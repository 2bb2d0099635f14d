//! Partition writer: routes a batch of fetched candles into monthly files.
//!
//! Inputs are already filtered to complete records and sorted ascending by
//! timestamp; the writer groups, it never sorts. Each partition is written
//! independently, so one failed file does not block the others in the batch.

use std::collections::BTreeMap;
use std::fs::{self, OpenOptions};
use std::io::Write;
use std::path::PathBuf;

use tracing::{debug, warn};

use crate::codec;
use crate::error::{SyncError, SyncResult};
use crate::model::{Candle, SeriesKey};

use super::partition::PartitionKey;
use super::StoreLayout;

/// Result of writing one partition of a batch.
#[derive(Debug)]
pub struct PartitionWrite {
    pub key: PartitionKey,
    pub path: PathBuf,
    /// File was created fresh (with header) rather than appended to.
    pub created: bool,
    pub records: usize,
}

pub struct PartitionWriter<'a> {
    layout: &'a StoreLayout,
}

impl<'a> PartitionWriter<'a> {
    pub fn new(layout: &'a StoreLayout) -> Self {
        Self { layout }
    }

    /// Append `candles` to the series, one file per calendar month.
    ///
    /// Returns one entry per touched partition, in ascending partition order;
    /// I/O failures are reported per-partition.
    pub fn write_batch(
        &self,
        series: &SeriesKey,
        candles: &[Candle],
    ) -> Vec<SyncResult<PartitionWrite>> {
        if candles.is_empty() {
            return Vec::new();
        }

        let dir = self.layout.series_dir(series);
        if let Err(e) = fs::create_dir_all(&dir) {
            return vec![Err(SyncError::io(dir, e))];
        }

        let mut groups: BTreeMap<PartitionKey, Vec<&Candle>> = BTreeMap::new();
        for candle in candles {
            groups
                .entry(PartitionKey::of(candle.time))
                .or_default()
                .push(candle);
        }

        groups
            .into_iter()
            .map(|(key, group)| self.write_partition(series, key, &group))
            .collect()
    }

    fn write_partition(
        &self,
        series: &SeriesKey,
        key: PartitionKey,
        group: &[&Candle],
    ) -> SyncResult<PartitionWrite> {
        let path = self.layout.partition_path(series, key);
        let owned: Vec<Candle> = group.iter().map(|c| (*c).clone()).collect();
        let created = !path.exists();

        if created {
            warn!(path = %path.display(), "creating new partition file");
            // create_new fails instead of silently clobbering a file another
            // writer raced to create.
            let mut file = OpenOptions::new()
                .write(true)
                .create_new(true)
                .open(&path)
                .map_err(|e| SyncError::io(&path, e))?;
            file.write_all(codec::encode(&owned, true).as_bytes())
                .map_err(|e| SyncError::io(&path, e))?;
        } else {
            debug!(path = %path.display(), records = group.len(), "appending to partition");
            let mut file = OpenOptions::new()
                .append(true)
                .open(&path)
                .map_err(|e| SyncError::io(&path, e))?;
            file.write_all(codec::encode(&owned, false).as_bytes())
                .map_err(|e| SyncError::io(&path, e))?;
        }

        Ok(PartitionWrite {
            key,
            path,
            created,
            records: group.len(),
        })
    }
}

#[cfg(test)]
mod tests {
    use super::*;
    use crate::codec::decode_line;
    use crate::model::Granularity;
    use chrono::{DateTime, Duration, TimeZone, Utc};

    fn series() -> SeriesKey {
        SeriesKey::new("EUR_USD", Granularity::M1)
    }

    fn candle_at(time: DateTime<chrono::FixedOffset>) -> Candle {
        Candle {
            time,
            open: 1.0,
            high: 1.1,
            low: 0.9,
            close: 1.05,
            volume: 7,
            complete: true,
        }
    }

    fn minutes_from(start: DateTime<chrono::FixedOffset>, n: i64) -> Vec<Candle> {
        (0..n)
            .map(|i| candle_at(start + Duration::minutes(i)))
            .collect()
    }

    fn read_lines(path: &std::path::Path) -> Vec<String> {
        fs::read_to_string(path)
            .unwrap()
            .lines()
            .map(str::to_owned)
            .collect()
    }

    #[test]
    fn routes_record_to_its_own_month() {
        let dir = tempfile::tempdir().unwrap();
        let layout = StoreLayout::new(dir.path());
        let writer = PartitionWriter::new(&layout);
        let t = Utc
            .with_ymd_and_hms(2024, 3, 15, 10, 0, 0)
            .unwrap()
            .fixed_offset();

        let results = writer.write_batch(&series(), &[candle_at(t)]);
        assert_eq!(results.len(), 1);
        let write = results.into_iter().next().unwrap().unwrap();
        assert!(write.path.ends_with("EUR_USD-M1-2024_03.csv"));
        assert!(write.created);
    }

    #[test]
    fn batch_spanning_two_months_produces_two_headed_files() {
        let dir = tempfile::tempdir().unwrap();
        let layout = StoreLayout::new(dir.path());
        let writer = PartitionWriter::new(&layout);
        // 90 minutes straddling the March/April boundary
        let start = Utc
            .with_ymd_and_hms(2024, 3, 31, 23, 0, 0)
            .unwrap()
            .fixed_offset();
        let candles = minutes_from(start, 90);

        let results = writer.write_batch(&series(), &candles);
        assert_eq!(results.len(), 2);

        let mut total = 0;
        for result in results {
            let write = result.unwrap();
            assert!(write.created);
            let lines = read_lines(&write.path);
            assert_eq!(lines[0], codec::CSV_HEADER);
            // records stay ascending within the file
            let times: Vec<_> = lines[1..]
                .iter()
                .map(|l| decode_line(l).unwrap().time)
                .collect();
            assert!(times.windows(2).all(|w| w[0] < w[1]));
            total += write.records;
        }
        assert_eq!(total, 90);
    }

    #[test]
    fn append_to_existing_file_adds_no_header() {
        let dir = tempfile::tempdir().unwrap();
        let layout = StoreLayout::new(dir.path());
        let writer = PartitionWriter::new(&layout);
        let start = Utc
            .with_ymd_and_hms(2024, 3, 15, 10, 0, 0)
            .unwrap()
            .fixed_offset();

        writer
            .write_batch(&series(), &minutes_from(start, 2))
            .into_iter()
            .for_each(|r| {
                r.unwrap();
            });
        let results =
            writer.write_batch(&series(), &minutes_from(start + Duration::minutes(2), 2));
        let write = results.into_iter().next().unwrap().unwrap();
        assert!(!write.created);

        let lines = read_lines(&write.path);
        assert_eq!(lines.len(), 5); // header + 4 records
        assert_eq!(lines.iter().filter(|l| *l == &codec::CSV_HEADER).count(), 1);
    }

    #[test]
    fn empty_batch_writes_nothing() {
        let dir = tempfile::tempdir().unwrap();
        let layout = StoreLayout::new(dir.path());
        let writer = PartitionWriter::new(&layout);
        assert!(writer.write_batch(&series(), &[]).is_empty());
        assert!(!layout.series_dir(&series()).exists());
    }
}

====

## [YOUR ASSIGNMENT]
Reproduce precisely, and with no line left out, each line from the top of the entries through the line that carries "partition is written".

## [RESPONSE TO THE TASK]
repository 2bb2d0099635f14d
//! Partition writer: routes a batch of fetched candles into monthly files.
//!
//! Inputs are already filtered to complete records and sorted ascending by
//! timestamp; the writer groups, it never sorts. Each partition is written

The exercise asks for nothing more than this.